Born Keith Fordyce Marriott in Lincoln, Lincolnshire, he attended Lincoln School and later studied law at Emmanuel College, Cambridge. In 1955 he came to the attention of British radio listeners as a staff announcer at Radio Luxembourg where he worked with Barry Alldis.
Fordyce later worked for the BBC Light Programme in the 1960s, with such programmes as the lunchtime Pop In show, and went on to host the television talent show Thank Your Lucky Stars On 9 August 1963 he presented the first edition of Ready Steady Go! on Associated Rediffusion television, being joined subsequently in 1964 by Cathy McGowan and Michael Aldred. McGowan took over the show when Fordyce left in 1965.
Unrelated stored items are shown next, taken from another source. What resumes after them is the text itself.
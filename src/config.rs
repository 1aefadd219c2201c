//! Environment-backed configuration

use crate::core::error::{CatalogError, CatalogResult};

/// Runtime configuration, read from environment variables at startup.
///
/// | Variable   | Default       | Meaning                      |
/// |------------|---------------|------------------------------|
/// | `APP_ENV`  | `development` | Deployment environment name  |
/// | `APP_PORT` | `3000`        | HTTP listen port             |
/// | `DB_URL`   | — (required)  | MongoDB connection string    |
/// | `DB_NAME`  | `catalog`     | Database name                |
#[derive(Debug, Clone)]
pub struct AppConfig {
    pub env: String,
    pub port: u16,
    pub database_url: String,
    pub database_name: String,
}

impl AppConfig {
    pub fn from_env() -> CatalogResult<Self> {
        Self::from_lookup(|key| std::env::var(key).ok())
    }

    fn from_lookup(lookup: impl Fn(&str) -> Option<String>) -> CatalogResult<Self> {
        let env = lookup("APP_ENV").unwrap_or_else(|| "development".to_string());

        let port = match lookup("APP_PORT") {
            None => 3000,
            Some(raw) => raw.parse().map_err(|_| CatalogError::Config {
                message: format!("APP_PORT must be a port number, got '{raw}'"),
            })?,
        };

        let database_url = lookup("DB_URL").ok_or_else(|| CatalogError::Config {
            message: "DB_URL is required".to_string(),
        })?;

        let database_name = lookup("DB_NAME").unwrap_or_else(|| "catalog".to_string());

        Ok(Self {
            env,
            port,
            database_url,
            database_name,
        })
    }

    pub fn is_development(&self) -> bool {
        self.env == "development"
    }
}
In 1967 he provided the commentary for the BBC's first colour test transmission on BBC 2, the first men's singles final of the Open era at Wimbledon. He presented a game show for Westward Television called Treasure Hunt (not to be confused with the later Channel 4 programme of the same name). In the early 1980s, he rejoined Radio Luxembourg in the Grand Duchy after Barry Alldis's death, working in the Villa Louvigny again for six months, and regularly attracting audiences of 250,000 or more for his programmes.
On 12 February 1983 he was the first presenter of Radio 2's Sounds of the '60s. He also hosted Radio 2's Beat The Record for many years. He later hosted a record programme on west of England local radio. Prior to his retirement Fordyce worked for the BBC Regional service in Devon, based at the Radio Devon studios, doing regular weekend shows.
Fordyce retired in Devon with his wife Anne. He founded the Torbay Aircraft Museum in the 1970s. He supported the Liberal Party and spoke in support of David Penhaligon at a 1970s election meeting in Truro. He died on 15 March 2011 aged 82 after suffering from pneumonia and Alzheimer's disease.